Let $v_1=\begin{pmatrix}1\\ 1\\ 1\\ 0\end{pmatrix}$ and $v_2 = \begin{pmatrix}0\\ 1\\ 1\\ 1\end{pmatrix}$. Find the orthogonal projection of $v = \begin{pmatrix}3\\ 2\\ 1\\ 0\end{pmatrix}$ onto $V= \operatorname{span} (v_1,v_2)$.
If I have $A= \begin{pmatrix}1&0\\ \:1&1\\ \:1&1\\ \:0&1\end{pmatrix}$ and compute the projection matrix $P=A(A^TA)^{-1}A^T = \begin{pmatrix}\frac{3}{5}&\frac{1}{5}&\frac{1}{5}&-\frac{2}{5}\\ \frac{1}{5}&\frac{2}{5}&\frac{2}{5}&\frac{1}{5}\\ \frac{1}{5}&\frac{2}{5}&\frac{2}{5}&\frac{1}{5}\\ -\frac{2}{5}&\frac{1}{5}&\frac{1}{5}&\frac{3}{5}\end{pmatrix}$ then how does this help? I'm not sure I've entirely understood the idea of orthogonal projection?

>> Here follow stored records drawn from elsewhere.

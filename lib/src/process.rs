//! This module contains the definition of the process entity and its snapshot
use chrono::{DateTime, Local};
use serde_derive::{Deserialize, Serialize};
use std::sync::atomic::{AtomicU64, Ordering};

static NEXT_PROCESS_ID: AtomicU64 = AtomicU64::new(1);

///enum to represent three derived states
///waiting in the queue, dispatched on a core, all instructions executed
#[derive(Debug, Clone, Copy, PartialEq, Eq)]
pub enum ProcessStatus {
    Ready,
    Running,
    Finished,
}

#[derive(Debug)]
pub struct Process {
    pub id: u64,
    pub name: String,
    pub total_instructions: u64,
    pub executed_instructions: u64,
    pub core_id: Option<usize>,
    pub memory_size: usize,
    pub start_time: Option<DateTime<Local>>,
}

impl Process {
    pub fn new(name: &str, total_instructions: u64, memory_size: usize) -> Self {
        Self {
            id: NEXT_PROCESS_ID.fetch_add(1, Ordering::Relaxed),
            name: name.to_string(),
            total_instructions,
            executed_instructions: 0,
            core_id: None,
            memory_size,
            start_time: None,
        }
    }

    pub fn is_finished(&self) -> bool {
        self.executed_instructions == self.total_instructions
    }

    pub fn status(&self) -> ProcessStatus {
        if self.is_finished() {
            ProcessStatus::Finished
        } else if self.core_id.is_some() {
            ProcessStatus::Running
        } else {
            ProcessStatus::Ready
        }
    }

    /// Advance execution progress, never exceeding the total instruction count.
    pub fn advance(&mut self, instructions: u64) {
        self.executed_instructions =
            (self.executed_instructions + instructions).min(self.total_instructions);
    }

    pub fn remaining_instructions(&self) -> u64 {
        self.total_instructions - self.executed_instructions
    }

    pub fn snapshot(&self) -> ProcessSnapshot {
        ProcessSnapshot {
            name: self.name.clone(),
            id: self.id,
            start_time: self
                .start_time
                .map(|time| time.format("%m/%d/%Y %I:%M:%S%p").to_string()),
            core_id: self.core_id,
            executed_instructions: self.executed_instructions,
            total_instructions: self.total_instructions,
            memory_size: self.memory_size,
        }
    }
}

/// Point-in-time copy of a process used by reporting collaborators.
#[derive(Debug, Clone, PartialEq, Eq, Serialize, Deserialize)]
pub struct ProcessSnapshot {
    pub name: String,
    pub id: u64,
    pub start_time: Option<String>,
    pub core_id: Option<usize>,
    pub executed_instructions: u64,
    pub total_instructions: u64,
    pub memory_size: usize,
}

impl ProcessSnapshot {
    pub fn is_finished(&self) -> bool {
        self.executed_instructions == self.total_instructions
    }

    pub fn display_line(&self) -> String {
        let start_time = self.start_time.as_deref().unwrap_or("N/A");
        if self.is_finished() {
            format!(
                "{} ({}) Finished {} / {}",
                self.name, start_time, self.executed_instructions, self.total_instructions
            )
        } else {
            let core = self
                .core_id
                .map(|core_id| core_id.to_string())
                .unwrap_or_else(|| "N/A".to_string());
            format!(
                "{} ({}) Core: {} {} / {}",
                self.name, start_time, core, self.executed_instructions, self.total_instructions
            )
        }
    }
}
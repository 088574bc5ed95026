//! The admission path: name check, memory allocation, then submission.
//!
//! A rejected admission leaves the system exactly as it was: the allocation
//! is rolled back and no process object is retained anywhere.
use crate::config::SimulationConfig;
use crate::memory_allocator::{AllocationError, MemoryAllocatorBase};
use crate::process::Process;
use crate::scheduler_base::SchedulerBase;
use rand::Rng;
use std::fmt;

#[derive(Debug)]
pub enum AdmissionError {
    DuplicateName(String),
    AllocationFailed {
        name: String,
        source: AllocationError,
    },
}

impl fmt::Display for AdmissionError {
    fn fmt(&self, f: &mut fmt::Formatter<'_>) -> fmt::Result {
        match self {
            AdmissionError::DuplicateName(name) => {
                write!(f, "process with name \"{}\" already exists", name)
            }
            AdmissionError::AllocationFailed { name, source } => {
                write!(f, "memory allocation failed for process \"{}\": {}", name, source)
            }
        }
    }
}

impl std::error::Error for AdmissionError {
    fn source(&self) -> Option<&(dyn std::error::Error + 'static)> {
        match self {
            AdmissionError::DuplicateName(_) => None,
            AdmissionError::AllocationFailed { source, .. } => Some(source),
        }
    }
}

/// Admit a named process: allocate its memory, then hand it to the
/// scheduler. Returns the assigned process id.
pub fn admit_process(
    scheduler: &dyn SchedulerBase,
    allocator: &mut dyn MemoryAllocatorBase,
    name: &str,
    total_instructions: u64,
    memory_size: usize,
) -> Result<u64, AdmissionError> {
    if !scheduler.is_valid_process_name(name) {
        return Err(AdmissionError::DuplicateName(name.to_string()));
    }
    let process = Process::new(name, total_instructions, memory_size);
    let process_id = process.id;
    allocator
        .allocate(process_id, memory_size)
        .map_err(|source| AdmissionError::AllocationFailed {
            name: name.to_string(),
            source,
        })?;
    if scheduler.submit(process).is_err() {
        // lost a race on the name between the check and the submit
        allocator.deallocate(process_id);
        return Err(AdmissionError::DuplicateName(name.to_string()));
    }
    Ok(process_id)
}

/// Random workload for a generated process, drawn from the configured
/// instruction and memory ranges.
pub fn generate_workload(config: &SimulationConfig) -> (u64, usize) {
    let mut rng = rand::thread_rng();
    let total_instructions = rng.gen_range(config.min_ins..=config.max_ins);
    let memory_size = rng.gen_range(config.min_mem_per_proc..=config.max_mem_per_proc);
    (total_instructions, memory_size)
}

If you apply Gram-Schmidt to $\{v_1,v_2\}$, you will get $\{e_1,e_2\}$, with$$e_1=\frac1{\sqrt3}(1,1,1,0)\quad\text{and}\quad e_2=\frac1{\sqrt{15}}(-2,1,1,3).$$Therefore, the orthogonal projection of $v$ onto $\operatorname{span}\bigl(\{v_1,v_2\}\bigr)$ is $\langle v,e_1\rangle e_1+\langle v,e_2\rangle e_2$, which happens to be equal to $=\frac15\left(12,9,9,-3\right)$.